Novel p-Hydroxybenzoic Acid Derivative Isolated from Bacopa procumbens and Its Antibacterial Activity
Round 1
Reviewer 1 Report
Comments and Suggestions for AuthorsThe manuscript titled “Novel p-hydroxybenzoic acid derivatives isolated from Bacopa Procumbens and its antibacterial activity” is an interesting article that emphasizes the need of antibiotic development to overcome antimicrobial resistance. In this work, author identified novel chemical constituent (5pHSA) from Bacopa Procumbens. They also displayed the importance of lipophilicity through performing antimicrobial activity in 5 different strain of bacteria showing compound PG-A, an ester derivative of 5pHSA displayed higher inhibitory activity in few strains. Although antimicrobial activity of the novel isolated compound displayed moderate inhibition, the information obtained from the polarity comparison with the already identified compounds might give some insights in the designing antimicrobial drugs.
The following manuscripts can be accepted for publication in its original form however author have some query and suggestions:
Reviewers Query:
- Compound 2 from reference article 34, is the ester derivative of currently identified compound (5pHSA). Reviewers query is that if 5pHSA is the plant derived chemical constituent or the product of ester cleavage of compound 2 from reference article 34 during extraction process.
How author would explain that 5pHSA is not the ester cleaved during extraction under reflux condition.
- Reviewer suggests adding compound structure from their prior work (reference article 34) to this article for readers for easier comparison.
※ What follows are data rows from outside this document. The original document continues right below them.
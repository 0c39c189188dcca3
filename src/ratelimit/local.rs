//! In-process bucket store.
//!
//! This is the leaf of the fallback chain: it never reports unavailable.

use std::sync::Arc;
use std::time::Duration;

use async_trait::async_trait;
use dashmap::mapref::entry::Entry;
use dashmap::DashMap;
use tokio::task::JoinHandle;
use tracing::{debug, trace};

use super::backend::{BackendError, BucketBackend, ConsumeOutcome};
use super::bucket::{self, BucketState, TokenBucketConfig};
use super::key::ScopeKey;
use crate::clock::Clock;

/// Default idle time after which a local bucket is dropped.
pub const DEFAULT_IDLE_TTL: Duration = Duration::from_secs(3600);

/// Bucket store backed by a sharded concurrent map.
///
/// Every operation on a key runs while holding that key's map entry, so two
/// operations on the same key never interleave.
#[derive(Debug)]
pub struct LocalBackend {
    /// Bucket state indexed by scope key
    buckets: DashMap<ScopeKey, BucketState>,
    /// Idle time after which a bucket may be evicted
    idle_ttl: Duration,
}

impl LocalBackend {
    /// Create a new local backend with the default idle TTL.
    pub fn new() -> Self {
        Self::with_idle_ttl(DEFAULT_IDLE_TTL)
    }

    /// Create a new local backend that evicts buckets idle for `idle_ttl`.
    pub fn with_idle_ttl(idle_ttl: Duration) -> Self {
        Self {
            buckets: DashMap::new(),
            idle_ttl,
        }
    }

    /// Refill and consume against the bucket at `key`.
    pub fn consume(
        &self,
        key: &ScopeKey,
        config: &TokenBucketConfig,
        cost: f64,
        now_ms: u64,
    ) -> ConsumeOutcome {
        let applied = match self.buckets.entry(key.clone()) {
            Entry::Occupied(mut entry) => {
                let applied = bucket::apply(entry.get(), config, now_ms, cost);
                entry.insert(applied.next);
                applied
            }
            Entry::Vacant(entry) => {
                debug!(key = %key, capacity = config.capacity, "Creating local bucket");
                let applied = bucket::apply(&BucketState::full(config, now_ms), config, now_ms, cost);
                entry.insert(applied.next);
                applied
            }
        };

        trace!(
            key = %key,
            allowed = applied.allowed,
            tokens = applied.next.tokens,
            "Local consume"
        );

        ConsumeOutcome {
            allowed: applied.allowed,
            tokens_remaining: applied.next.tokens,
        }
    }

    /// Return `amount` tokens to the bucket at `key`, if it exists.
    pub fn refund(&self, key: &ScopeKey, amount: f64, config: &TokenBucketConfig) {
        if let Some(mut state) = self.buckets.get_mut(key) {
            let next = bucket::refund(&state, config, amount);
            *state = next;
            trace!(key = %key, tokens = state.tokens, "Local refund");
        }
    }

    /// Get a copy of the stored state for `key`.
    pub fn state(&self, key: &ScopeKey) -> Option<BucketState> {
        self.buckets.get(key).map(|state| *state)
    }

    /// Drop buckets that have not been refilled for longer than the idle TTL.
    ///
    /// Returns the number of evicted buckets.
    pub fn evict_idle(&self, now_ms: u64) -> usize {
        let ttl_ms = u64::try_from(self.idle_ttl.as_millis()).unwrap_or(u64::MAX);
        let before = self.buckets.len();
        self.buckets
            .retain(|_, state| now_ms.saturating_sub(state.last_refill_ms) < ttl_ms);
        let evicted = before.saturating_sub(self.buckets.len());

        if evicted > 0 {
            debug!(evicted = evicted, remaining = self.buckets.len(), "Evicted idle local buckets");
        }
        evicted
    }

    /// Periodically evict idle buckets on the tokio runtime.
    pub fn spawn_sweeper(self: Arc<Self>, clock: Arc<dyn Clock>, interval: Duration) -> JoinHandle<()> {
        tokio::spawn(async move {
            let mut ticker = tokio::time::interval(interval);
            ticker.set_missed_tick_behavior(tokio::time::MissedTickBehavior::Delay);
            loop {
                ticker.tick().await;
                self.evict_idle(clock.now_millis());
            }
        })
    }

    /// Number of tracked buckets.
    pub fn len(&self) -> usize {
        self.buckets.len()
    }

    /// Whether no buckets are tracked.
    pub fn is_empty(&self) -> bool {
        self.buckets.is_empty()
    }

    /// Clear all buckets.
    ///
    /// This is primarily useful for testing.
    pub fn clear(&self) {
        self.buckets.clear();
    }

    #[cfg(test)]
    pub(crate) fn seed(&self, key: &ScopeKey, state: BucketState) {
        self.buckets.insert(key.clone(), state);
    }
}

impl Default for LocalBackend {
    fn default() -> Self {
        Self::new()
    }
}

#[async_trait]
impl BucketBackend for LocalBackend {
    fn name(&self) -> &'static str {
        "local"
    }

    async fn try_consume(
        &self,
        key: &ScopeKey,
        config: &TokenBucketConfig,
        cost: f64,
        now_ms: u64,
    ) -> Result<ConsumeOutcome, BackendError> {
        Ok(self.consume(key, config, cost, now_ms))
    }

    async fn add_tokens(
        &self,
        key: &ScopeKey,
        amount: f64,
        config: &TokenBucketConfig,
        _now_ms: u64,
    ) -> Result<(), BackendError> {
        self.refund(key, amount, config);
        Ok(())
    }

    async fn peek(&self, key: &ScopeKey) -> Result<Option<BucketState>, BackendError> {
        Ok(self.state(key))
    }
}

#[cfg(test)]
mod tests {
    use super::*;
    use crate::clock::ManualClock;

    fn free_org() -> TokenBucketConfig {
        TokenBucketConfig::new(30.0, 5.0)
    }

    #[test]
    fn test_local_backend_creation() {
        let backend = LocalBackend::new();
        assert!(backend.is_empty());
        assert_eq!(backend.name(), "local");
        assert!(!backend.is_shared());
    }

    #[test]
    fn test_first_consume_starts_full() {
        let backend = LocalBackend::new();
        let key = ScopeKey::organization("acme");

        let outcome = backend.consume(&key, &free_org(), 1.0, 1_000);
        assert!(outcome.allowed);
        assert_eq!(outcome.tokens_remaining, 29.0);
        assert_eq!(backend.len(), 1);
    }

    #[test]
    fn test_consume_matches_bucket_math() {
        let backend = LocalBackend::new();
        let cfg = TokenBucketConfig::new(4.0, 2.0);
        let key = ScopeKey::region("acme", "eu");

        let mut state = BucketState::full(&cfg, 0);
        for (now, cost) in [(0, 3.0), (100, 2.0), (700, 1.0), (700, 0.5), (5_000, 4.0), (4_000, 1.0)] {
            let expected = bucket::apply(&state, &cfg, now, cost);
            state = expected.next;

            let outcome = backend.consume(&key, &cfg, cost, now);
            assert_eq!(outcome.allowed, expected.allowed);
            assert_eq!(outcome.tokens_remaining, expected.next.tokens);
            assert_eq!(backend.state(&key), Some(expected.next));
        }
    }

    #[test]
    fn test_separate_keys_have_separate_buckets() {
        let backend = LocalBackend::new();
        let cfg = TokenBucketConfig::new(2.0, 0.0);

        backend.consume(&ScopeKey::organization("a"), &cfg, 2.0, 0);
        let outcome = backend.consume(&ScopeKey::organization("b"), &cfg, 2.0, 0);

        assert!(outcome.allowed);
        assert_eq!(backend.len(), 2);
    }

    #[test]
    fn test_refund_restores_tokens() {
        let backend = LocalBackend::new();
        let key = ScopeKey::organization("acme");

        backend.consume(&key, &free_org(), 5.0, 0);
        backend.refund(&key, 5.0, &free_org());
        assert_eq!(backend.state(&key).unwrap().tokens, 30.0);

        // Refunds never overflow capacity
        backend.refund(&key, 5.0, &free_org());
        assert_eq!(backend.state(&key).unwrap().tokens, 30.0);
    }

    #[test]
    fn test_refund_missing_bucket_is_noop() {
        let backend = LocalBackend::new();
        let key = ScopeKey::organization("ghost");

        backend.refund(&key, 1.0, &free_org());
        assert!(backend.state(&key).is_none());
        assert!(backend.is_empty());
    }

    #[test]
    fn test_trait_calls_go_through_same_state() {
        let backend = LocalBackend::new();
        let key = ScopeKey::organization("acme");
        let cfg = free_org();

        let outcome = tokio_test::block_on(backend.try_consume(&key, &cfg, 10.0, 0)).unwrap();
        assert_eq!(outcome.tokens_remaining, 20.0);

        tokio_test::block_on(backend.add_tokens(&key, 4.0, &cfg, 0)).unwrap();
        let state = tokio_test::block_on(backend.peek(&key)).unwrap().unwrap();
        assert_eq!(state.tokens, 24.0);
    }

    #[test]
    fn test_evict_idle() {
        let backend = LocalBackend::with_idle_ttl(Duration::from_secs(60));
        let cfg = free_org();

        backend.consume(&ScopeKey::organization("stale"), &cfg, 1.0, 0);
        backend.consume(&ScopeKey::organization("fresh"), &cfg, 1.0, 50_000);

        assert_eq!(backend.evict_idle(59_999), 0);
        assert_eq!(backend.evict_idle(60_000), 1);
        assert!(backend.state(&ScopeKey::organization("stale")).is_none());
        assert!(backend.state(&ScopeKey::organization("fresh")).is_some());

        // An evicted bucket comes back full
        let outcome = backend.consume(&ScopeKey::organization("stale"), &cfg, 1.0, 60_000);
        assert_eq!(outcome.tokens_remaining, 29.0);
    }

    #[tokio::test]
    async fn test_sweeper_evicts_in_background() {
        let backend = Arc::new(LocalBackend::with_idle_ttl(Duration::from_millis(10)));
        let clock = Arc::new(ManualClock::new(0));

        backend.consume(&ScopeKey::organization("acme"), &free_org(), 1.0, 0);
        clock.set(1_000);

        let handle = backend
            .clone()
            .spawn_sweeper(clock.clone(), Duration::from_millis(5));
        tokio::time::sleep(Duration::from_millis(50)).await;
        handle.abort();

        assert!(backend.is_empty());
    }

    #[test]
    fn test_clear() {
        let backend = LocalBackend::new();
        backend.consume(&ScopeKey::organization("acme"), &free_org(), 1.0, 0);
        backend.clear();
        assert!(backend.is_empty());
    }
}
//! Error types for the Gatekeeper admission controller.

use thiserror::Error;

/// Main error type for Gatekeeper operations.
///
/// Admission checks never surface these; they only come out of setup paths
/// such as configuration loading and backend construction. Store failures
/// during a check are `BackendError`s and end in a fallback instead.
#[derive(Error, Debug)]
pub enum GatekeeperError {
    /// Configuration-related errors
    #[error("Configuration error: {0}")]
    Config(String),

    /// I/O errors
    #[error("I/O error: {0}")]
    Io(#[from] std::io::Error),
}

/// Result type alias for Gatekeeper operations.
pub type Result<T> = std::result::Result<T, GatekeeperError>;
use std::sync::Arc;
use async_trait::async_trait;
use dashmap::DashMap;
use uuid::Uuid;
use anyhow::{Result, anyhow};
use crate::error::ReserveError;
use crate::mutex::flow_mutex::FlowMutex;
use crate::mutex::registry::MutexRegistry;
use crate::nodes::expression::FlowExpression;
use crate::participants::Participant;
use crate::runtime::blueprint::Tree;
use crate::runtime::context::Context;
use crate::runtime::nid::Nid;
use crate::runtime::pool::{ExpressionHeader, ExpressionPool};
use crate::runtime::scope::{MutexKey, ScopeKey};
use crate::runtime::storage::{
    ExpressionStore, InMemoryExpressionStore, InMemoryMutexStore, InMemoryStateStore, InMemoryTaskQueue,
    MutexStore, StateStore, TaskQueue,
};
use crate::runtime::task::Task;
use crate::runtime::workitem::Workitem;
use std::collections::HashMap;
use serde_json::Value;
use tokio::time::timeout;
use std::time::Duration;
use tracing::{info, error, warn};

#[derive(Debug, Clone)]
pub struct EngineConfig {
    /// Workers started by `Engine::spawn_workers`.
    pub workers: usize,
    /// Upper bound for handling one task.
    pub task_timeout: Duration,
    /// Interval at which `wait_for` polls for completion.
    pub poll_interval: Duration,
}

impl Default for EngineConfig {
    fn default() -> Self {
        Self {
            workers: 4,
            task_timeout: Duration::from_secs(60),
            poll_interval: Duration::from_millis(10),
        }
    }
}

/// Reference expression pool: runs process trees off a task queue.
///
/// Control-flow tasks of one process instance are handled one at a time,
/// participants run concurrently on their own tasks.
pub struct Engine {
    ctx: Context,
    expressions: Arc<dyn ExpressionStore>,
    queue: Arc<dyn TaskQueue>,
    participants: HashMap<String, Arc<dyn Participant>>,
    instance_locks: DashMap<Uuid, Arc<tokio::sync::Mutex<()>>>,
    finished: DashMap<Uuid, Workitem>,
    config: EngineConfig,
}

impl Engine {
    pub fn new() -> Self {
        Self::with_config(EngineConfig::default())
    }

    pub fn with_config(config: EngineConfig) -> Self {
        Self::new_with_storage(
            Arc::new(InMemoryStateStore::new()),
            Arc::new(InMemoryMutexStore::new()),
            Arc::new(InMemoryExpressionStore::new()),
            Arc::new(InMemoryTaskQueue::new()),
            config,
        )
    }

    pub fn new_with_storage(
        state: Arc<dyn StateStore>,
        mutexes: Arc<dyn MutexStore>,
        expressions: Arc<dyn ExpressionStore>,
        queue: Arc<dyn TaskQueue>,
        config: EngineConfig,
    ) -> Self {
        Self {
            ctx: Context::new(state, Arc::new(MutexRegistry::new(mutexes))),
            expressions,
            queue,
            participants: HashMap::new(),
            instance_locks: DashMap::new(),
            finished: DashMap::new(),
            config,
        }
    }

    pub fn register_participant(&mut self, participant: Arc<dyn Participant>) {
        self.participants.insert(participant.name().to_string(), participant);
    }

    pub fn context(&self) -> &Context {
        &self.ctx
    }

    /// Starts a process instance running `tree`.
    pub async fn launch(&self, tree: Tree, workitem: Workitem, variables: HashMap<String, Value>) -> Result<Uuid> {
        let instance_id = Uuid::new_v4();
        let root = Nid::root(instance_id);
        for (k, v) in variables {
            self.ctx.store.set(&ScopeKey::Process(instance_id), &k, v).await?;
        }

        let expression = FlowExpression::instantiate(ExpressionHeader::root(root.clone()), &tree);
        self.expressions.put(&expression).await?;
        self.queue.push(Task::Apply { nid: root, workitem }).await?;

        info!(instance_id = %instance_id, "process launched");
        Ok(instance_id)
    }

    /// Hands back a workitem a participant kept.
    pub async fn receive(&self, nid: Nid, workitem: Workitem) -> Result<()> {
        self.queue.push(Task::Receive { nid, workitem }).await
    }

    /// Cancels a reservation. A waiter leaves at once, a holder keeps the
    /// mutex until its reserved section replies.
    pub async fn cancel(&self, nid: &Nid) -> Result<()> {
        let lock = self.instance_lock(nid.instance_id);
        let _guard = lock.lock().await;

        let mut expression = self.fetch_required(nid).await?;
        expression.cancel(&self.ctx, self).await
    }

    pub async fn run_worker(&self) {
        info!("Worker started.");
        loop {
            let task = match self.queue.pop().await {
                Ok(Some(task)) => task,
                Ok(None) => break,
                Err(e) => {
                    error!(error = ?e, "Failed to pop task");
                    break;
                }
            };
            let target = task.target().clone();

            match timeout(self.config.task_timeout, self.handle(task)).await {
                Ok(Ok(())) => {}
                Ok(Err(e)) => {
                    error!(nid = %target, error = ?e, "Task failed");
                }
                Err(_) => {
                    error!(nid = %target, "Task timed out after {:?}", self.config.task_timeout);
                }
            }
        }
        info!("Worker stopped.");
    }

    /// Runs `config.workers` workers on the current runtime.
    pub fn spawn_workers(self: &Arc<Self>) -> Vec<tokio::task::JoinHandle<()>> {
        (0..self.config.workers.max(1))
            .map(|_| {
                let engine = self.clone();
                tokio::spawn(async move { engine.run_worker().await })
            })
            .collect()
    }

    async fn handle(&self, task: Task) -> Result<()> {
        let lock = self.instance_lock(task.target().instance_id);
        let _guard = lock.lock().await;

        match task {
            Task::Apply { nid, workitem } => {
                let mut expression = self.fetch_required(&nid).await?;
                expression.apply(&self.ctx, self, workitem).await
            }
            Task::Reply { to, from, workitem } => self.deliver(&to, &from, workitem).await,
            Task::Receive { nid, workitem } => self.deliver(&nid, &nid, workitem).await,
        }
    }

    async fn deliver(&self, to: &Nid, from: &Nid, workitem: Workitem) -> Result<()> {
        match self.expressions.get(to).await? {
            Some(mut expression) => expression.reply(&self.ctx, self, from, workitem).await,
            None => {
                warn!(to = %to, from = %from, "reply to a pruned expression dropped");
                Ok(())
            }
        }
    }

    async fn fetch_required(&self, nid: &Nid) -> Result<FlowExpression> {
        self.expressions
            .get(nid)
            .await?
            .ok_or_else(|| ReserveError::NodeNotFound(nid.clone()).into())
    }

    fn instance_lock(&self, instance_id: Uuid) -> Arc<tokio::sync::Mutex<()>> {
        self.instance_locks.entry(instance_id).or_default().value().clone()
    }

    /// Final workitem of a finished process.
    pub fn result(&self, instance_id: Uuid) -> Option<Workitem> {
        self.finished.get(&instance_id).map(|w| w.value().clone())
    }

    pub async fn wait_for(&self, instance_id: Uuid, limit: Duration) -> Result<Workitem> {
        let poll = async {
            loop {
                if let Some(workitem) = self.result(instance_id) {
                    return workitem;
                }
                tokio::time::sleep(self.config.poll_interval).await;
            }
        };
        timeout(limit, poll)
            .await
            .map_err(|_| anyhow!("Process {} did not finish within {:?}", instance_id, limit))
    }

    /// Process-level variable, as seen from the root of `instance_id`.
    pub async fn variable(&self, instance_id: Uuid, raw_name: &str) -> Result<Option<Value>> {
        self.ctx.lookup_variable(raw_name, &Nid::root(instance_id)).await
    }

    pub async fn mutex(&self, key: &MutexKey) -> Result<Option<FlowMutex>> {
        self.ctx.mutexes.get(key).await
    }

    pub async fn expression(&self, nid: &Nid) -> Result<Option<FlowExpression>> {
        self.expressions.get(nid).await
    }
}

impl Default for Engine {
    fn default() -> Self {
        Self::new()
    }
}

#[async_trait]
impl ExpressionPool for Engine {
    async fn persist(&self, expression: &FlowExpression) -> Result<()> {
        self.expressions.put(expression).await
    }

    async fn fetch(&self, nid: &Nid) -> Result<Option<FlowExpression>> {
        self.expressions.get(nid).await
    }

    async fn apply_child(&self, child: ExpressionHeader, tree: &Tree, workitem: Workitem) -> Result<()> {
        let nid = child.nid.clone();
        self.expressions.put(&FlowExpression::instantiate(child, tree)).await?;
        self.queue.push(Task::Apply { nid, workitem }).await
    }

    async fn reply_to_parent(&self, header: &ExpressionHeader, workitem: Workitem) -> Result<()> {
        self.expressions.remove(&header.nid).await?;
        match &header.parent {
            Some(parent) => {
                self.queue
                    .push(Task::Reply {
                        to: parent.clone(),
                        from: header.nid.clone(),
                        workitem,
                    })
                    .await
            }
            None => {
                info!(instance_id = %header.nid.instance_id, "process finished");
                self.finished.insert(header.nid.instance_id, workitem);
                Ok(())
            }
        }
    }

    async fn prune(&self, nid: &Nid) -> Result<()> {
        self.expressions.remove(nid).await
    }

    async fn dispatch(&self, header: &ExpressionHeader, participant: &str, workitem: Workitem) -> Result<()> {
        let handler = self
            .participants
            .get(participant)
            .cloned()
            .ok_or_else(|| ReserveError::UnknownParticipant(participant.to_string()))?;
        let queue = self.queue.clone();
        let nid = header.nid.clone();

        // Participants may take long, they never block the worker.
        tokio::spawn(async move {
            match handler.consume(&nid, workitem).await {
                Ok(Some(workitem)) => {
                    if let Err(e) = queue.push(Task::Receive { nid: nid.clone(), workitem }).await {
                        error!(nid = %nid, "Failed to schedule reply (channel closed?): {}", e);
                    }
                }
                Ok(None) => {}
                Err(e) => {
                    error!(nid = %nid, participant = handler.name(), error = ?e, "Participant failed");
                }
            }
        });
        Ok(())
    }
}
- Integration in Proton NMR (Fig. S1) would enhance the understanding of compounds protons to the readers
Author Response
Comments and suggestions - Reviewer #1 |
Authors responses |
Compound 2 from reference article 34, is the ester derivative of currently identified compound (5pHSA). Reviewers query is that if 5pHSA is the plant derived chemical constituent or the product of ester cleavage of compound 2 from reference article 34 during extraction process How author would explain that 5pHSA is not the ester cleaved during extraction under reflux condition. |
Authors appreciated this observation. To determine if 5pHSA corresponds to a naturally occurring compound, the plant material was extracted by maceration with methanol at room temperature, observing the presence of this compound in the alcoholic extract. Therefore, we conclude that the compound is a natural product. |
Reviewer suggests adding compound structure from their prior work (reference article 34) to this article for readers for easier comparison |
Chemical structure of ProcumGastrodin A was included in the final version of the manuscript |
Integration in Proton NMR (Fig. S1) would enhance the understanding of compounds protons to the readers |
New fig. S1 includes the integration of each signal in the 1H NMR experiment. |
Reviewer 2 Report
Comments and Suggestions for AuthorsThis article covers the interesting topics and is well written.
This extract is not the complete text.